Mai Bakhtawar Lashari Shaheed (Sindhi: مائي بختاور لاشاري شهيد) was a farm worker who was murdered during a landlord/tenant confrontation. Her death helped prompt legal changes to improve the rights of farmers.

Early age
Bakhtawar was born in  1880 in the village of Dodo Khan Sarkani, near Roshan Abad, Taluka Tando Bago, Badin District, Sindh, in what was then British India. She was the only child of Murad Khan Lashari. In 1898, Bakhtawar married Wali Mohammad, a peasant working on the Ahmadi Estate. The couple had four children: Mohammad Khan, Lal Bukhsh, Mohammad Siddique and daughter Rasti.

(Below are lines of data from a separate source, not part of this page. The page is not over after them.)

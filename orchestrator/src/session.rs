use std::{
    fs::File,
    io::{BufReader, BufWriter, Write},
    path::{Path, PathBuf},
};

use dibdump::{Bitmap, PixelEncoding};
use log::{debug, info, trace};
use machine_learning::{
    arch::{Model, ModelSnapshot, Sequential, loss::HalfSse},
    initialization::ParamGen,
    training::{Trainer, TrainingReport},
};
use rand::{SeedableRng, rngs::StdRng};

use crate::{
    OrchestratorError, Result, cases,
    configs::{Adapter, NetworkConfig},
};

/// Settings of a training session that aren't part of the network file.
#[derive(Debug, Clone, Default)]
pub struct TrainOptions {
    /// Seeds the weight initialization and the shuffling, OS entropy is used if `None`.
    pub seed: Option<u64>,
    /// Starts from the weights of a snapshot instead of random ones.
    pub weights_in: Option<PathBuf>,
    /// Saves a snapshot of the trained weights.
    pub weights_out: Option<PathBuf>,
    /// Shuffles the cases before every step instead of visiting them in file order.
    pub shuffle: bool,
}

/// Trains a perceptron described by a network file on separate activations and truths files,
/// then writes the trained network's outputs for every case.
///
/// # Arguments
/// * `network` - The network file.
/// * `activations` - The inputs of every case, one case per line.
/// * `truths` - The expected outputs of every case, one case per line.
/// * `outputs` - Where to write the outputs of every case after training.
/// * `options` - The session settings not covered by the network file.
pub fn train_files(
    network: &Path,
    activations: &Path,
    truths: &Path,
    outputs: &Path,
    options: &TrainOptions,
) -> Result<TrainingReport> {
    let config = NetworkConfig::load(network)?;
    let inputs = cases::read_cases(activations)?;
    let truths = cases::read_cases(truths)?;

    train_cases(&config, &inputs, &truths, outputs, options)
}

/// Trains a perceptron described by a combined network file, one carrying its own cases.
pub fn train_combined(
    network: &Path,
    outputs: &Path,
    options: &TrainOptions,
) -> Result<TrainingReport> {
    let config = NetworkConfig::load(network)?;
    if !config.is_combined() {
        return Err(OrchestratorError::InvalidConfig(format!(
            "{} has no inline training cases",
            network.display()
        )));
    }

    let (inputs, truths) = config.split_cases();
    train_cases(&config, &inputs, &truths, outputs, options)
}

fn train_cases(
    config: &NetworkConfig,
    inputs: &[Vec<f32>],
    truths: &[Vec<f32>],
    outputs: &Path,
    options: &TrainOptions,
) -> Result<TrainingReport> {
    let adapter = Adapter::new();
    adapter.validate(config)?;

    let dataset = adapter.adapt_dataset(config, inputs, truths)?;
    let model = adapter.adapt_model(config)?;
    let mut rng = match options.seed {
        Some(seed) => StdRng::seed_from_u64(seed),
        None => StdRng::from_os_rng(),
    };

    let mut params = match &options.weights_in {
        Some(path) => load_weights(path, &model)?,
        None => {
            let mut params = vec![0.; model.size()];
            adapter
                .adapt_param_gen(config, params.len(), StdRng::from_rng(&mut rng))?
                .fill(&mut params)?;
            params
        }
    };

    info!(
        inputs = config.inputs,
        outputs = config.outputs,
        cases = config.num_cases,
        params = params.len();
        "training perceptron with hidden layers {:?}",
        config.hidden
    );

    let mut trainer = Trainer::new(
        model,
        adapter.adapt_optimizer(config),
        dataset,
        HalfSse,
        adapter.adapt_trainer_config(config, options.shuffle),
        rng,
    );

    let report = trainer.train(&mut params)?;
    let y_pred = trainer.predict_cases(&params)?;

    for (i, row) in y_pred.rows().into_iter().enumerate() {
        trace!(case = i; "outputs {row}");
    }

    cases::write_cases(outputs, y_pred.rows().into_iter().map(|row| row.to_vec()))?;
    debug!("wrote {} output cases to {}", y_pred.nrows(), outputs.display());

    if let Some(path) = &options.weights_out {
        save_weights(path, &trainer.model().snapshot(&params)?)?;
    }

    Ok(report)
}

/// Reads a weights snapshot and checks it fits `model`.
pub fn load_weights(path: &Path, model: &Sequential) -> Result<Vec<f32>> {
    let file = File::open(path).map_err(OrchestratorError::io(path))?;
    let snapshot: ModelSnapshot = serde_json::from_reader(BufReader::new(file))?;

    Ok(model.params_from(&snapshot)?)
}

/// Writes a weights snapshot as JSON.
pub fn save_weights(path: &Path, snapshot: &ModelSnapshot) -> Result<()> {
    let file = File::create(path).map_err(OrchestratorError::io(path))?;
    let mut writer = BufWriter::new(file);

    serde_json::to_writer_pretty(&mut writer, snapshot)?;
    writer.flush().map_err(OrchestratorError::io(path))?;
    debug!("saved weights to {}", path.display());
    Ok(())
}

/// Writes the activations of a bitmap as a single case.
///
/// # Returns
/// The width and height of the bitmap.
pub fn encode(image: &Path, activations: &Path, encoding: PixelEncoding) -> Result<(u32, u32)> {
    let bitmap = Bitmap::open(image)?;
    let values = encoding.encode(&bitmap);

    cases::write_cases(activations, [values.as_slice()])?;
    info!(
        "encoded {}x{} bitmap {} into {} {encoding} activations",
        bitmap.width(),
        bitmap.height(),
        image.display(),
        values.len()
    );

    Ok((bitmap.width(), bitmap.height()))
}

/// Rebuilds a bitmap with the dimensions of `image` from the first case of `outputs`.
pub fn decode(
    image: &Path,
    outputs: &Path,
    out_image: &Path,
    encoding: PixelEncoding,
) -> Result<()> {
    let original = Bitmap::open(image)?;
    let rows = cases::read_cases(outputs)?;

    let Some(values) = rows.first() else {
        return Err(OrchestratorError::InvalidConfig(format!(
            "{} holds no outputs",
            outputs.display()
        )));
    };

    encoding
        .decode(original.width(), original.height(), values)?
        .save(out_image)?;

    info!("decoded {} into {}", outputs.display(), out_image.display());
    Ok(())
}

#[cfg(test)]
mod tests {
    use std::fs;

    use dibdump::Rgb;

    use super::*;

    const OR2_NETWORK: &str = "2\n1 2\n1\n4\n1.0\n0.01\n10000\n-1\n1\n";
    const OR2_ACTIVATIONS: &str = "0 0\n0 1\n1 0\n1 1\n";
    const OR2_TRUTHS: &str = "0\n1\n1\n1\n";

    fn options(seed: u64) -> TrainOptions {
        TrainOptions {
            seed: Some(seed),
            ..Default::default()
        }
    }

    #[test]
    fn train_files_writes_one_output_line_per_case() {
        let dir = tempfile::tempdir().unwrap();
        let path = |name: &str| dir.path().join(name);

        fs::write(path("net.txt"), OR2_NETWORK).unwrap();
        fs::write(path("acts.txt"), OR2_ACTIVATIONS).unwrap();
        fs::write(path("truths.txt"), OR2_TRUTHS).unwrap();

        let report = train_files(
            &path("net.txt"),
            &path("acts.txt"),
            &path("truths.txt"),
            &path("outs.txt"),
            &options(3),
        )
        .unwrap();

        assert!(report.steps > 0);

        let outputs = cases::read_cases(path("outs.txt")).unwrap();
        assert_eq!(outputs.len(), 4);
        assert!(outputs.iter().all(|row| row.len() == 1));
        assert!(outputs.iter().flatten().all(|&y| (0. ..=1.).contains(&y)));
    }

    #[test]
    fn seeded_sessions_are_reproducible() {
        let dir = tempfile::tempdir().unwrap();
        let net = dir.path().join("net.txt");
        fs::write(&net, "2\n1 2\n1\n4\n0 0 0\n0 1 1\n1 0 1\n1 1 1\n1.0\n0.01\n50\n-1\n1\n").unwrap();

        let first = dir.path().join("a.txt");
        let second = dir.path().join("b.txt");
        let a = train_combined(&net, &first, &options(11)).unwrap();
        let b = train_combined(&net, &second, &options(11)).unwrap();

        assert_eq!(a.error, b.error);
        assert_eq!(fs::read(first).unwrap(), fs::read(second).unwrap());
    }

    #[test]
    fn train_combined_needs_inline_cases() {
        let dir = tempfile::tempdir().unwrap();
        let net = dir.path().join("net.txt");
        fs::write(&net, OR2_NETWORK).unwrap();

        let err = train_combined(&net, &dir.path().join("o.txt"), &options(0)).unwrap_err();
        assert!(matches!(err, OrchestratorError::InvalidConfig(_)), "{err}");
    }

    #[test]
    fn saved_weights_reproduce_the_trained_outputs() {
        let dir = tempfile::tempdir().unwrap();
        let path = |name: &str| dir.path().join(name);

        fs::write(path("train.txt"), "2\n1 2\n1\n2\n0 0 0\n1 1 1\n1.0\n0.0\n3\n-1\n1\n").unwrap();
        fs::write(path("frozen.txt"), "2\n1 2\n1\n2\n0 0 0\n1 1 1\n1.0\n0.0\n0\n-1\n1\n").unwrap();

        let save = TrainOptions {
            weights_out: Some(path("weights.json")),
            ..options(5)
        };
        let trained = train_combined(&path("train.txt"), &path("o1.txt"), &save).unwrap();
        assert_eq!(trained.steps, 3);

        let resume = TrainOptions {
            weights_in: Some(path("weights.json")),
            ..options(99)
        };
        let frozen = train_combined(&path("frozen.txt"), &path("o2.txt"), &resume).unwrap();
        assert_eq!(frozen.steps, 0);

        let saved = cases::read_cases(path("o1.txt")).unwrap();
        let reloaded = cases::read_cases(path("o2.txt")).unwrap();
        for (a, b) in saved.iter().flatten().zip(reloaded.iter().flatten()) {
            assert!((a - b).abs() < 1e-5, "{a} != {b}");
        }
    }

    #[test]
    fn shuffled_training_writes_outputs_in_case_order() {
        let dir = tempfile::tempdir().unwrap();
        let path = |name: &str| dir.path().join(name);
        let network = |steps: usize| {
            format!("1\n1 2\n1\n4\n-3 0\n-1 0\n1 1\n3 1\n1.0\n0.0\n{steps}\n-1\n1\n")
        };

        fs::write(path("train.txt"), network(5)).unwrap();
        fs::write(path("frozen.txt"), network(0)).unwrap();

        let shuffled = TrainOptions {
            weights_out: Some(path("weights.json")),
            shuffle: true,
            ..options(8)
        };
        train_combined(&path("train.txt"), &path("o1.txt"), &shuffled).unwrap();

        let frozen = TrainOptions {
            weights_in: Some(path("weights.json")),
            ..options(0)
        };
        train_combined(&path("frozen.txt"), &path("o2.txt"), &frozen).unwrap();

        let trained = cases::read_cases(path("o1.txt")).unwrap();
        let in_order = cases::read_cases(path("o2.txt")).unwrap();
        assert_eq!(trained.len(), 4);
        for (a, b) in trained.iter().flatten().zip(in_order.iter().flatten()) {
            assert!((a - b).abs() < 1e-5, "{trained:?} != {in_order:?}");
        }
    }

    #[test]
    fn mismatched_weights_are_rejected() {
        let dir = tempfile::tempdir().unwrap();
        let weights = dir.path().join("weights.json");
        fs::write(&weights, r#"{"layers":[{"dim":[1,1],"weights":[[0.5]]}]}"#).unwrap();

        let model = Sequential::perceptron(2, &[2], 1, Default::default()).unwrap();
        assert!(matches!(
            load_weights(&weights, &model),
            Err(OrchestratorError::Ml(_))
        ));
    }

    #[test]
    fn encode_and_decode_go_through_text_files() {
        let dir = tempfile::tempdir().unwrap();
        let image = dir.path().join("in.bmp");
        let acts = dir.path().join("acts.txt");
        let out = dir.path().join("out.bmp");

        let pixels = vec![Rgb::gray(0), Rgb::gray(255), Rgb::gray(255), Rgb::gray(0)];
        Bitmap::new(2, 2, pixels.clone()).unwrap().save(&image).unwrap();

        assert_eq!(encode(&image, &acts, PixelEncoding::Gray).unwrap(), (2, 2));
        assert_eq!(cases::read_cases(&acts).unwrap().len(), 1);

        decode(&image, &acts, &out, PixelEncoding::Gray).unwrap();
        assert_eq!(Bitmap::open(&out).unwrap().pixels(), pixels.as_slice());
    }

    #[test]
    fn decode_rejects_short_outputs() {
        let dir = tempfile::tempdir().unwrap();
        let image = dir.path().join("in.bmp");
        let outs = dir.path().join("outs.txt");

        Bitmap::new(2, 1, vec![Rgb::gray(9); 2]).unwrap().save(&image).unwrap();
        fs::write(&outs, "0.5\n").unwrap();

        let err = decode(&image, &outs, &dir.path().join("o.bmp"), PixelEncoding::Gray);
        assert!(matches!(err, Err(OrchestratorError::Bitmap(_))));
    }
}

Movement for peasants' rights

Before the Partition of India, the agricultural population in Sindh was divided in two classes. The landlords owned lands that had been awarded to them by the Hindu Raj  as political bribes,  The peasants worked the land, receiving a small reward for their labors. At the time of yield, the landlords would seize most of the yield, leaving a small amount of crop to the farmers.

Bakhtawar's village was the property of an Ahmadi who owned forty thousand acres of land, known as the “Ahmadi Estate”. An agrarian activist, Hyder Bux Jatoi, called for a conference of farmers to demand that they receive a half share of the yield. The Hari Conference in started in Judho on 22 June 1947.  Close to ten thousand farmers and workers went to conference, including all the men in Dodo Khan Sarkani.

Confrontation

On 22 June 1949, the last day of the Hari conference, the Ahmadi Muslims Qudiani decided to seize 1,20,000 kilograms of flour from Dodo Khan Sarkani while the village men were still absent. When the Ahmadi Muslims and their men arrived at the village, they were confronted by Bakhtawar, an old disabled man and other women. The villagers asked the Ahmadi Muslims to wait on taking the flour until the village men returned from the conference.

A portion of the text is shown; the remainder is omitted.